Ma come, Elly, benedetta ragazza, anche se un po’ cresciuta. Perché ti è saltato in mente di mettere il tuo nome nel simbolo del partito – come Silvio Berlusconi a suo tempo e ancora oggi, da morto, col suo – appena dopo avere intestato “la ditta”, come la chiamava Pier Luigi Bersani, alla buonanima di Enrico Berlinguer? Dei cui inconfondibili occhi, paradossalmente misti di tristezza e allegria, gli iscritti al Pd quest’anno trovano la foto sulla tessera, destinata magari a sopravvivere nella collezione con quelle successive e precedenti.

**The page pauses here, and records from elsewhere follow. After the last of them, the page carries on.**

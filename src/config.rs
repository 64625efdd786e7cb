use crate::error::{Error, Result};
use serde::{Deserialize, Serialize};
use std::path::{Path, PathBuf};

/// How a coordinate that lands on or past the far side of the image is pulled back in.
#[derive(Debug, Default, Clone, Copy, PartialEq, Eq, Serialize, Deserialize)]
#[serde(rename_all = "lowercase")]
pub enum EdgeClamp {
    /// Anything `>= dim` becomes `dim - 1`, on both edges of a slice. Boundary
    /// slices therefore lose their last row/column of pixels.
    #[default]
    Legacy,
    /// Far edges clamp to `dim` (exclusive), so boundary slices reach the image edge.
    Exact,
}

/// Slicing parameters, fixed for the duration of one run.
#[derive(Debug, Clone, PartialEq, Eq, Serialize, Deserialize)]
#[serde(default)]
pub struct SliceConfig {
    pub slice_width: u32,
    pub slice_height: u32,
    pub overlap_width: u32,
    pub overlap_height: u32,
    pub left_to_right: bool,
    pub top_to_bottom: bool,
    /// Rows outer, columns inner. Columns outer when false.
    pub row_major: bool,
    pub destination_root: PathBuf,
    pub per_image_subdir: bool,
    pub edge_clamp: EdgeClamp,
}

impl Default for SliceConfig {
    fn default() -> Self {
        Self {
            slice_width: 256,
            slice_height: 256,
            overlap_width: 16,
            overlap_height: 16,
            left_to_right: true,
            top_to_bottom: true,
            row_major: true,
            destination_root: PathBuf::from("."),
            per_image_subdir: false,
            edge_clamp: EdgeClamp::Legacy,
        }
    }
}

impl SliceConfig {
    pub fn from_json_str(json_text: &str) -> Result<Self> {
        Ok(serde_json::from_str(json_text)?)
    }

    pub fn load_json<P: AsRef<Path>>(path: P) -> Result<Self> {
        let path = path.as_ref();
        let text = std::fs::read_to_string(path).map_err(|source| Error::ConfigRead {
            path: path.to_path_buf(),
            source,
        })?;
        Self::from_json_str(&text)
    }

    pub fn stride_h(&self) -> i64 {
        i64::from(self.slice_width) - i64::from(self.overlap_width)
    }

    pub fn stride_v(&self) -> i64 {
        i64::from(self.slice_height) - i64::from(self.overlap_height)
    }

    /// Checks `slice > overlap >= 0` on both axes. Overlap is unsigned, so only
    /// the stride needs checking.
    pub fn validate(&self) -> Result<()> {
        if self.stride_h() <= 0 {
            return Err(Error::InvalidConfig(format!(
                "slice width {} must exceed overlap width {}",
                self.slice_width, self.overlap_width
            )));
        }
        if self.stride_v() <= 0 {
            return Err(Error::InvalidConfig(format!(
                "slice height {} must exceed overlap height {}",
                self.slice_height, self.overlap_height
            )));
        }
        Ok(())
    }
}

#[cfg(test)]
mod tests {
    use super::*;

    #[test]
    fn defaults_match_classic_tile_cutter() {
        let c = SliceConfig::default();
        assert_eq!((c.slice_width, c.slice_height), (256, 256));
        assert_eq!((c.overlap_width, c.overlap_height), (16, 16));
        assert!(c.left_to_right && c.top_to_bottom && c.row_major);
        assert!(!c.per_image_subdir);
        assert_eq!(c.destination_root, PathBuf::from("."));
        assert_eq!(c.edge_clamp, EdgeClamp::Legacy);
        assert!(c.validate().is_ok());
    }

    #[test]
    fn partial_json_fills_in_defaults() {
        let c = SliceConfig::from_json_str(
            r#"
            {
                "slice_width": 64,
                "overlap_width": 0,
                "left_to_right": false,
                "destination_root": "out/tiles",
                "edge_clamp": "exact"
            }
            "#,
        )
        .unwrap();

        assert_eq!(c.slice_width, 64);
        assert_eq!(c.slice_height, 256);
        assert_eq!(c.overlap_width, 0);
        assert_eq!(c.overlap_height, 16);
        assert!(!c.left_to_right);
        assert!(c.top_to_bottom);
        assert_eq!(c.destination_root, PathBuf::from("out/tiles"));
        assert_eq!(c.edge_clamp, EdgeClamp::Exact);
    }

    #[test]
    fn bad_json_is_parse_error() {
        let err = SliceConfig::from_json_str(r#"{ "slice_width": -3 }"#).unwrap_err();
        assert!(matches!(err, Error::ConfigParse(_)));
    }

    #[test]
    fn missing_config_file_is_read_error() {
        let dir = tempfile::tempdir().unwrap();
        let err = SliceConfig::load_json(dir.path().join("absent.json")).unwrap_err();
        assert!(matches!(err, Error::ConfigRead { .. }));
    }

    #[test]
    fn load_json_reads_file() {
        let dir = tempfile::tempdir().unwrap();
        let path = dir.path().join("cfg.json");
        std::fs::write(&path, r#"{ "row_major": false, "per_image_subdir": true }"#).unwrap();

        let c = SliceConfig::load_json(&path).unwrap();
        assert!(!c.row_major);
        assert!(c.per_image_subdir);
    }

    #[test]
    fn validate_rejects_non_positive_stride() {
        let mut c = SliceConfig {
            slice_width: 16,
            overlap_width: 16,
            ..SliceConfig::default()
        };
        assert!(matches!(c.validate(), Err(Error::InvalidConfig(_))));

        c.slice_width = 32;
        c.slice_height = 8;
        c.overlap_height = 9;
        assert!(matches!(c.validate(), Err(Error::InvalidConfig(_))));

        c.overlap_height = 7;
        assert!(c.validate().is_ok());
    }

    #[test]
    fn zero_slice_size_is_invalid() {
        let c = SliceConfig {
            slice_width: 0,
            overlap_width: 0,
            ..SliceConfig::default()
        };
        assert!(c.validate().is_err());
    }
}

È stata una decisione, questa sul ricorso all’immagine berlingueriana nel 40mo anniversario della morte, che pure è costata alla segretaria piddina parecchie polemiche nell’area post-democristiana, ma non solo, affrettatasi a prenotare per gli anni prossimi un santino compensativo, a scelta fra don Luigi Sturzo, Alcide De Gasperi, Aldo Moro. Ma anche – perché no? – Amintore Fanfani.
Non mi spingo fino a Giulio Andreotti nel Pantheon del Pd un po’ per non farlo rivoltare nella tomba e un po’ per evitare che nell’occasione riparta contro di lui, pur da morto, una fatwa del suo ex grande accusatore ancora sulla scena con articoli e interviste. È naturalmente Gian Carlo Caselli, convinto che quella dell’ex presidente del Consiglio imputato di mafia non fosse stata un’assoluzione piena ma a metà, mista ad una prescrizione inemendabile. E pazienza se nel frattempo la cosiddetta giurisdizione superiore ha ammonito a non scambiare la prescrizione per condanna, e praticamente diffidato altre Corti dal ripetere l’errore al quale invece l’ex capo della Procura della Repubblica di Palermo è rimasto attaccato come l’edera a un muro. E la lucida lui stesso ogni volta che qualche polemica gliene offre l’occasione, togliendole la polvere del tempo.
Un altro aspetto sorprendente della tentazione avvertita dalla Schlein, magari per reggere il confronto con Giorgia Meloni, l’antagonista con la quale attendiamo ancora tutti il confronto diretto in televisione promesso da entrambe, è la contraddizione fra la personalizzazione insita nel nome stampato nel simbolo e la contrarietà di principio, di carattere quasi costituzionale, al cosiddetto premierato all’esame del Senato, su iniziativa del governo in carica. O, in alternativa e persino in aggiunta, come ha detto di recente la Meloni, il presidenzialismo inteso come elezione diretta del presidente della Repubblica.
Nulla di personale, per carità, a proposito di personalizzazione, ma certe cose andrebbero approfondite e chiarite, prima di infilarsi in polemiche e avventure politiche delle quali si è poi costretti a riconoscere sempre troppo tardi l’errore, quando non è più possibile rimediarvi per gli effetti che ha già prodotto. Questa volta, grazie a Dio, il ripensamento sul simbolo è arrivato presto, ma il passaggio è rimasto infelice.